───── Source data

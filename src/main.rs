//! Command-line front end: render a markup file and print the result.
//!
//! ```text
//! markup_render <file> [--width N] [--height N] [--scroll N] [--tree]
//! ```
//!
//! Prints the draw commands visible in the viewport, or the node tree with
//! `--tree`. Set `RUST_LOG=debug` to trace the pipeline.

use anyhow::{bail, Context, Result};
use common::{Color, Rect};
use font::{FontCache, FontKey, TrueTypeMetrics};
use layout::LayoutConfig;
use markup_render::Browser;
use paint::Canvas;

/// Parsed command-line options.
#[derive(Debug, PartialEq)]
struct Options {
    path: String,
    config: LayoutConfig,
    scroll: f32,
    tree: bool,
}

fn parse_args(mut args: impl Iterator<Item = String>) -> Result<Options> {
    let mut path = None;
    let mut config = LayoutConfig::default();
    let mut scroll = 0.0;
    let mut tree = false;

    while let Some(arg) = args.next() {
        match arg.as_str() {
            "--width" => config.width = number(&arg, args.next())?,
            "--height" => config.height = number(&arg, args.next())?,
            "--scroll" => scroll = number(&arg, args.next())?,
            "--tree" => tree = true,
            flag if flag.starts_with("--") => bail!("unknown option {flag}"),
            _ if path.is_none() => path = Some(arg.clone()),
            _ => bail!("unexpected argument {arg}"),
        }
    }

    let Some(path) = path else {
        bail!("usage: markup_render <file> [--width N] [--height N] [--scroll N] [--tree]");
    };
    Ok(Options {
        path,
        config,
        scroll,
        tree,
    })
}

fn number(flag: &str, value: Option<String>) -> Result<f32> {
    let value = value.with_context(|| format!("{flag} needs a value"))?;
    value
        .parse()
        .with_context(|| format!("{flag}: '{value}' is not a number"))
}

/// Collects draw calls as printable lines.
#[derive(Default)]
struct TextCanvas {
    lines: Vec<String>,
}

impl Canvas for TextCanvas {
    fn create_text(&mut self, x: f32, y: f32, text: &str, font: FontKey) {
        self.lines
            .push(format!("text {x:>7.1} {y:>7.1}  [{font}] {text}"));
    }

    fn create_rectangle(&mut self, rect: Rect, color: Color) {
        self.lines.push(format!(
            "rect {:>7.1} {:>7.1} {:>7.1} {:>7.1}  {color}",
            rect.left, rect.top, rect.right, rect.bottom
        ));
    }
}

fn font_cache() -> FontCache {
    match TrueTypeMetrics::load_system_font() {
        Ok(metrics) => FontCache::new(metrics),
        Err(e) => {
            log::warn!("{e}; using approximate font metrics");
            FontCache::default()
        }
    }
}

fn main() -> Result<()> {
    env_logger::init();

    let options = parse_args(std::env::args().skip(1))?;
    let text = std::fs::read_to_string(&options.path)
        .with_context(|| format!("failed to read {}", options.path))?;

    let mut browser = Browser::new(options.config, font_cache());
    browser.load(&text);

    let Some(page) = browser.page() else {
        bail!("{} produced no document", options.path);
    };
    if options.tree {
        if let Some(root) = page.dom.root() {
            print!("{}", page.dom.dump(root));
        }
        return Ok(());
    }

    browser.scroll_to(options.scroll);
    let mut canvas = TextCanvas::default();
    browser.draw(&mut canvas);
    for line in &canvas.lines {
        println!("{line}");
    }
    log::info!(
        "drew {} commands at scroll {} of {}",
        canvas.lines.len(),
        browser.scroll(),
        browser.max_scroll()
    );
    Ok(())
}

#[cfg(test)]
mod tests {
    use super::*;

    fn args(list: &[&str]) -> impl Iterator<Item = String> {
        list.iter().map(|s| s.to_string()).collect::<Vec<_>>().into_iter()
    }

    #[test]
    fn defaults() {
        let opts = parse_args(args(&["page.html"])).unwrap();
        assert_eq!(opts.path, "page.html");
        assert_eq!(opts.config, LayoutConfig::default());
        assert_eq!(opts.scroll, 0.0);
        assert!(!opts.tree);
    }

    #[test]
    fn all_options() {
        let opts = parse_args(args(&[
            "--width", "400", "page.html", "--height", "300", "--scroll", "50", "--tree",
        ]))
        .unwrap();
        assert_eq!(opts.config.width, 400.0);
        assert_eq!(opts.config.height, 300.0);
        assert_eq!(opts.scroll, 50.0);
        assert!(opts.tree);
    }

    #[test]
    fn errors() {
        assert!(parse_args(args(&[])).is_err());
        assert!(parse_args(args(&["a", "b"])).is_err());
        assert!(parse_args(args(&["a", "--width"])).is_err());
        assert!(parse_args(args(&["a", "--width", "wide"])).is_err());
        assert!(parse_args(args(&["a", "--bogus"])).is_err());
    }
}
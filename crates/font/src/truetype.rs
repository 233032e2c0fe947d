//! Metrics provider backed by a TrueType font file.

use std::path::{Path, PathBuf};

use common::ParseError;

use crate::metrics::{FontKey, FontMetrics, Metrics};
use crate::tables::{advance_width, parse_cmap, CmapFormat4, FontFile, HeadTable, HheaTable, TableTag};

/// Well-known system font paths to try, in preference order.
const FONT_SEARCH_PATHS: &[&str] = &[
    "/usr/share/fonts/truetype/dejavu/DejaVuSans.ttf",
    "/usr/share/fonts/truetype/liberation/LiberationSans-Regular.ttf",
    "/usr/share/fonts/liberation-sans-fonts/LiberationSans-Regular.ttf",
    "/usr/share/fonts/TTF/DejaVuSans.ttf",
    "/usr/share/fonts/noto/NotoSans-Regular.ttf",
    "/usr/share/fonts/truetype/noto/NotoSans-Regular.ttf",
    "/usr/share/fonts/dejavu-sans-fonts/DejaVuSans.ttf",
    "/Library/Fonts/Arial.ttf",
    "C:\\Windows\\Fonts\\arial.ttf",
];

#[derive(Debug, thiserror::Error)]
pub enum FontError {
    #[error("failed to read font '{path}'")]
    Io {
        path: PathBuf,
        #[source]
        source: std::io::Error,
    },
    #[error("malformed font data: {0}")]
    Parse(#[from] ParseError),
    #[error("no usable system font found")]
    NotFound,
}

/// Measures text with the advance widths of one TrueType face.
///
/// The face is used for every weight and style; only the size scales.
#[derive(Clone, Debug)]
pub struct TrueTypeMetrics {
    units_per_em: f32,
    hhea: HheaTable,
    cmap: CmapFormat4,
    hmtx: Vec<u8>,
}

impl TrueTypeMetrics {
    /// Parse a font held in memory.
    pub fn from_bytes(data: &[u8]) -> Result<Self, FontError> {
        let file = FontFile::parse(data)?;
        let head = HeadTable::parse(file.require(TableTag::HEAD, "head table")?)?;
        let hhea = HheaTable::parse(file.require(TableTag::HHEA, "hhea table")?)?;
        let cmap = parse_cmap(file.require(TableTag::CMAP, "cmap table")?)?;
        let hmtx = file.require(TableTag::HMTX, "hmtx table")?.to_vec();

        Ok(Self {
            units_per_em: f32::from(head.units_per_em),
            hhea,
            cmap,
            hmtx,
        })
    }

    /// Load a font from `path`.
    pub fn load(path: impl AsRef<Path>) -> Result<Self, FontError> {
        let path = path.as_ref();
        let data = std::fs::read(path).map_err(|source| FontError::Io {
            path: path.to_path_buf(),
            source,
        })?;
        Self::from_bytes(&data)
    }

    /// Try the well-known system font locations in order.
    pub fn load_system_font() -> Result<Self, FontError> {
        for path in FONT_SEARCH_PATHS {
            if !Path::new(path).exists() {
                continue;
            }
            match Self::load(path) {
                Ok(metrics) => {
                    log::debug!("using system font {path}");
                    return Ok(metrics);
                }
                Err(e) => log::warn!("skipping font {path}: {e}"),
            }
        }
        Err(FontError::NotFound)
    }

    fn scale(&self, font: FontKey) -> f32 {
        font.size as f32 / self.units_per_em
    }
}

impl FontMetrics for TrueTypeMetrics {
    fn measure(&self, text: &str, font: FontKey) -> f32 {
        let units: u32 = text
            .chars()
            .map(|ch| {
                let gid = self.cmap.lookup(ch);
                // An hmtx shorter than advertised measures as zero width.
                advance_width(&self.hmtx, gid, self.hhea.num_h_metrics).map_or(0, u32::from)
            })
            .sum();
        units as f32 * self.scale(font)
    }

    fn metrics(&self, font: FontKey) -> Metrics {
        let scale = self.scale(font);
        let ascent = f32::from(self.hhea.ascender) * scale;
        let descent = -f32::from(self.hhea.descender) * scale;
        Metrics {
            ascent,
            descent,
            linespace: ascent + descent + f32::from(self.hhea.line_gap) * scale,
        }
    }
}

// ─────────────────────────────────────────────────────────────────────────────
// Tests
// ─────────────────────────────────────────────────────────────────────────────

#[cfg(test)]
mod tests {
    use super::*;
    use crate::metrics::{FontStyle, FontWeight};
    use crate::tables::tests::{build_font, cmap, head, hhea, hmtx};

    fn approx_eq(a: f32, b: f32) -> bool {
        (a - b).abs() < 1e-4
    }

    fn sample() -> TrueTypeMetrics {
        let data = build_font(&[
            (TableTag::HEAD, head(1000)),
            (TableTag::HHEA, hhea(800, -200, 100, 3)),
            (TableTag::CMAP, cmap()),
            (TableTag::HMTX, hmtx()),
        ]);
        TrueTypeMetrics::from_bytes(&data).unwrap()
    }

    fn key(size: u32) -> FontKey {
        FontKey::new(size, FontWeight::Normal, FontStyle::Roman)
    }

    #[test]
    fn widths_sum_scaled_advances() {
        let m = sample();
        // 'a' = 550 units, 'b' = 600 units, at 10px per 1000 units.
        assert!(approx_eq(m.measure("ab", key(10)), 11.5));
        assert!(approx_eq(m.measure("ab", key(20)), 23.0));
        assert!(approx_eq(m.measure(" ", key(10)), 6.0));
        // Unmapped characters use the .notdef advance.
        assert!(approx_eq(m.measure("€", key(10)), 5.0));
    }

    #[test]
    fn vertical_metrics_from_hhea() {
        let m = sample().metrics(key(10));
        assert!(approx_eq(m.ascent, 8.0));
        assert!(approx_eq(m.descent, 2.0));
        assert!(approx_eq(m.linespace, 11.0));
    }

    #[test]
    fn missing_table_is_reported() {
        let data = build_font(&[(TableTag::HEAD, head(1000)), (TableTag::HHEA, hhea(800, -200, 0, 3))]);
        let err = TrueTypeMetrics::from_bytes(&data).unwrap_err();
        assert!(matches!(err, FontError::Parse(ParseError::Missing("cmap table"))));
    }

    #[test]
    fn unreadable_path_is_io_error() {
        let err = TrueTypeMetrics::load("/nonexistent/font.ttf").unwrap_err();
        assert!(matches!(err, FontError::Io { .. }));
        assert!(err.to_string().contains("/nonexistent/font.ttf"));
    }
}
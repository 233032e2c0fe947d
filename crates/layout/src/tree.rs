//! Layout tree: the box tree that mirrors the DOM tree.
//!
//! Boxes live in an arena; parent, previous-sibling and child links are
//! arena indices. Boxes refer back to DOM nodes by [`NodeId`] and never own
//! them.

use arena::{Arena, Idx};
use common::Rect;
use dom::NodeId;
use font::FontKey;

/// A handle into the layout arena.
pub type LayoutBoxId = Idx<LayoutBox>;

// ─────────────────────────────────────────────────────────────────────────────
// LayoutBoxKind / LayoutMode
// ─────────────────────────────────────────────────────────────────────────────

#[derive(Debug, Clone, Copy, PartialEq, Eq)]
pub enum LayoutBoxKind {
    /// The single root box anchored inside the viewport margins.
    Document,
    /// A box generated for one DOM node.
    Block,
}

/// How a box arranges its content.
#[derive(Debug, Clone, Copy, PartialEq, Eq, Default)]
pub enum LayoutMode {
    /// Children are block boxes stacked vertically.
    #[default]
    Block,
    /// The node's subtree is flowed into lines of placed words; no child
    /// boxes are created.
    Inline,
}

/// A word positioned by inline layout, in document coordinates.
///
/// `y` is the top of the word's ascent.
#[derive(Debug, Clone, PartialEq)]
pub struct PlacedWord {
    pub x: f32,
    pub y: f32,
    pub word: String,
    pub font: FontKey,
}

// ─────────────────────────────────────────────────────────────────────────────
// LayoutBox
// ─────────────────────────────────────────────────────────────────────────────

#[derive(Debug, Clone)]
pub struct LayoutBox {
    /// The DOM node this box was generated for.
    pub node: NodeId,
    pub kind: LayoutBoxKind,
    pub mode: LayoutMode,
    pub parent: Option<LayoutBoxId>,
    /// The sibling box immediately before this one; its bottom edge is this
    /// box's top edge.
    pub previous: Option<LayoutBoxId>,
    pub children: Vec<LayoutBoxId>,
    pub x: f32,
    pub y: f32,
    pub width: f32,
    pub height: f32,
    /// Words placed by inline layout. Empty in block mode.
    pub words: Vec<PlacedWord>,
}

impl LayoutBox {
    pub fn new(
        node: NodeId,
        kind: LayoutBoxKind,
        parent: Option<LayoutBoxId>,
        previous: Option<LayoutBoxId>,
    ) -> Self {
        Self {
            node,
            kind,
            mode: LayoutMode::Block,
            parent,
            previous,
            children: Vec::new(),
            x: 0.0,
            y: 0.0,
            width: 0.0,
            height: 0.0,
            words: Vec::new(),
        }
    }

    /// The box's border rectangle.
    pub fn rect(&self) -> Rect {
        Rect::from_origin_size(self.x, self.y, self.width, self.height)
    }

    /// Bottom edge, where the next sibling starts.
    pub fn bottom(&self) -> f32 {
        self.y + self.height
    }
}

// ─────────────────────────────────────────────────────────────────────────────
// LayoutTree
// ─────────────────────────────────────────────────────────────────────────────

/// The complete layout tree.
#[derive(Debug, Default)]
pub struct LayoutTree {
    /// Arena storing all layout boxes.
    pub boxes: Arena<LayoutBox>,

    /// The document box.
    pub root: Option<LayoutBoxId>,
}

impl LayoutTree {
    pub fn new() -> Self {
        Self {
            boxes: Arena::new(),
            root: None,
        }
    }

    pub fn alloc(&mut self, layout_box: LayoutBox) -> LayoutBoxId {
        self.boxes.alloc(layout_box)
    }

    pub fn get(&self, id: LayoutBoxId) -> Option<&LayoutBox> {
        self.boxes.get(id)
    }

    pub fn get_mut(&mut self, id: LayoutBoxId) -> Option<&mut LayoutBox> {
        self.boxes.get_mut(id)
    }

    pub fn append_child(&mut self, parent: LayoutBoxId, child: LayoutBoxId) {
        if let Some(parent_box) = self.boxes.get_mut(parent) {
            parent_box.children.push(child);
        }
    }

    pub fn children(&self, id: LayoutBoxId) -> &[LayoutBoxId] {
        self.boxes
            .get(id)
            .map(|b| b.children.as_slice())
            .unwrap_or(&[])
    }

    /// The document box, if layout has run.
    pub fn document(&self) -> Option<&LayoutBox> {
        self.root.and_then(|id| self.boxes.get(id))
    }

    /// Height of the laid-out document, 0 before layout.
    pub fn height(&self) -> f32 {
        self.document().map_or(0.0, |doc| doc.height)
    }

    /// All boxes in pre-order starting at the document box.
    pub fn pre_order(&self) -> Vec<LayoutBoxId> {
        let mut out = Vec::new();
        let mut stack: Vec<LayoutBoxId> = self.root.into_iter().collect();
        while let Some(id) = stack.pop() {
            out.push(id);
            stack.extend(self.children(id).iter().rev());
        }
        out
    }
}

// ─────────────────────────────────────────────────────────────────────────────
// Tests
// ─────────────────────────────────────────────────────────────────────────────
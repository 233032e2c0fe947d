//! Markup parser: tokenizer and tree builder.
//!
//! Turns a markup string into a [`dom::Dom`] tree. Malformed input is never
//! rejected: missing structure is inserted and unbalanced tags are repaired.

pub mod token;
pub mod tokenizer;
pub mod tree_builder;

pub use token::HtmlToken;
pub use tokenizer::Tokenizer;
pub use tree_builder::TreeBuilder;

/// Convenience function: parse a markup string into a DOM tree.
///
/// ```
/// let dom = html::parse("<p>Hello</p>");
/// assert!(dom.root().is_some());
/// ```
pub fn parse(text: &str) -> dom::Dom {
    tree_builder::parse(text)
}
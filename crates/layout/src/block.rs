//! Block layout: mode inference and vertical stacking of child boxes.

use dom::{Dom, NodeId};
use font::FontCache;

use crate::inline::layout_inline_content;
use crate::tree::{LayoutBox, LayoutBoxId, LayoutBoxKind, LayoutMode, LayoutTree};

/// Tags whose elements force their parent into block mode.
pub const BLOCK_ELEMENTS: &[&str] = &[
    "html", "body", "article", "section", "nav", "aside", "h1", "h2", "h3", "h4", "h5", "h6",
    "hgroup", "header", "footer", "address", "p", "hr", "pre", "blockquote", "ol", "ul", "menu",
    "li", "dl", "dt", "dd", "figure", "figcaption", "main", "div", "table", "form", "fieldset",
    "legend", "details", "summary",
];

/// Decide how the box for `node` arranges its content.
///
/// Text is inline. An element with at least one block-level element child
/// is block, even with text siblings. Any other element with children is
/// inline, and an empty element is an empty block.
pub fn layout_mode(dom: &Dom, node: NodeId) -> LayoutMode {
    let Some(n) = dom.get(node) else {
        return LayoutMode::Block;
    };
    if n.is_text() {
        return LayoutMode::Inline;
    }
    let has_block_child = n.children.iter().any(|&child| {
        dom.tag_name(child)
            .is_some_and(|tag| BLOCK_ELEMENTS.contains(&tag))
    });
    if has_block_child || n.children.is_empty() {
        LayoutMode::Block
    } else {
        LayoutMode::Inline
    }
}

/// Shared inputs for one layout pass.
pub struct LayoutContext<'a> {
    pub dom: &'a Dom,
    pub fonts: &'a mut FontCache,
    pub v_step: f32,
}

/// Lay out `box_id` and its subtree.
///
/// The parent (and previous sibling, if any) must already be positioned.
/// Child boxes are created here; the box's height is known on return.
pub fn layout_block(tree: &mut LayoutTree, ctx: &mut LayoutContext<'_>, box_id: LayoutBoxId) {
    let (node, parent, previous) = {
        let b = &tree.boxes[box_id];
        (b.node, b.parent, b.previous)
    };
    let (x, width, parent_y) = parent
        .map(|p| {
            let p = &tree.boxes[p];
            (p.x, p.width, p.y)
        })
        .unwrap_or_default();
    let y = previous.map_or(parent_y, |prev| tree.boxes[prev].bottom());
    let mode = layout_mode(ctx.dom, node);

    {
        let b = &mut tree.boxes[box_id];
        b.x = x;
        b.y = y;
        b.width = width;
        b.mode = mode;
    }

    let height = match mode {
        LayoutMode::Block => {
            let mut previous = None;
            for &child in ctx.dom.children(node) {
                let child_box = tree.alloc(LayoutBox::new(
                    child,
                    LayoutBoxKind::Block,
                    Some(box_id),
                    previous,
                ));
                tree.append_child(box_id, child_box);
                previous = Some(child_box);
            }
            let children = tree.children(box_id).to_vec();
            for &child in &children {
                layout_block(tree, ctx, child);
            }
            children.iter().map(|&c| tree.boxes[c].height).sum()
        }
        LayoutMode::Inline => {
            let content =
                layout_inline_content(ctx.dom, node, ctx.fonts, (x, y), width, ctx.v_step);
            tree.boxes[box_id].words = content.words;
            content.height
        }
    };
    tree.boxes[box_id].height = height;
}

// ─────────────────────────────────────────────────────────────────────────────
// Tests
// ─────────────────────────────────────────────────────────────────────────────

#[cfg(test)]
mod tests {
    use super::*;

    /// Helper: the first element with `tag` under the root.
    fn find(dom: &Dom, tag: &str) -> NodeId {
        let root = dom.root().unwrap();
        dom.get_elements_by_tag(root, tag)[0]
    }

    #[test]
    fn text_is_inline() {
        let dom = html::parse("hello");
        let body = find(&dom, "body");
        let text = dom.children(body)[0];
        assert_eq!(layout_mode(&dom, text), LayoutMode::Inline);
    }

    #[test]
    fn text_only_children_are_inline() {
        let dom = html::parse("<div>a <b>b</b> c</div>");
        assert_eq!(layout_mode(&dom, find(&dom, "div")), LayoutMode::Inline);
    }

    #[test]
    fn any_block_child_makes_block() {
        let dom = html::parse("<div>text<p>x</p>more</div>");
        assert_eq!(layout_mode(&dom, find(&dom, "div")), LayoutMode::Block);
    }

    #[test]
    fn empty_element_is_block() {
        let dom = html::parse("<div></div>");
        assert_eq!(layout_mode(&dom, find(&dom, "div")), LayoutMode::Block);
        assert_eq!(layout_mode(&dom, find(&dom, "head")), LayoutMode::Block);
    }

    #[test]
    fn html_root_is_block() {
        let dom = html::parse("<p>x</p>");
        assert_eq!(layout_mode(&dom, dom.root().unwrap()), LayoutMode::Block);
    }
}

──────────

▶ _How to complete this task_:
Restate verbatim all lines from the start of the data through the line containing "trace the pipeline.", with both ends kept.

▶ _Solution for this exercise_:
filename src/main.rs
//! Command-line front end: render a markup file and print the result.
//!
//! ```text
//! markup_render <file> [--width N] [--height N] [--scroll N] [--tree]
//! ```
//!
//! Prints the draw commands visible in the viewport, or the node tree with
//! `--tree`. Set `RUST_LOG=debug` to trace the pipeline.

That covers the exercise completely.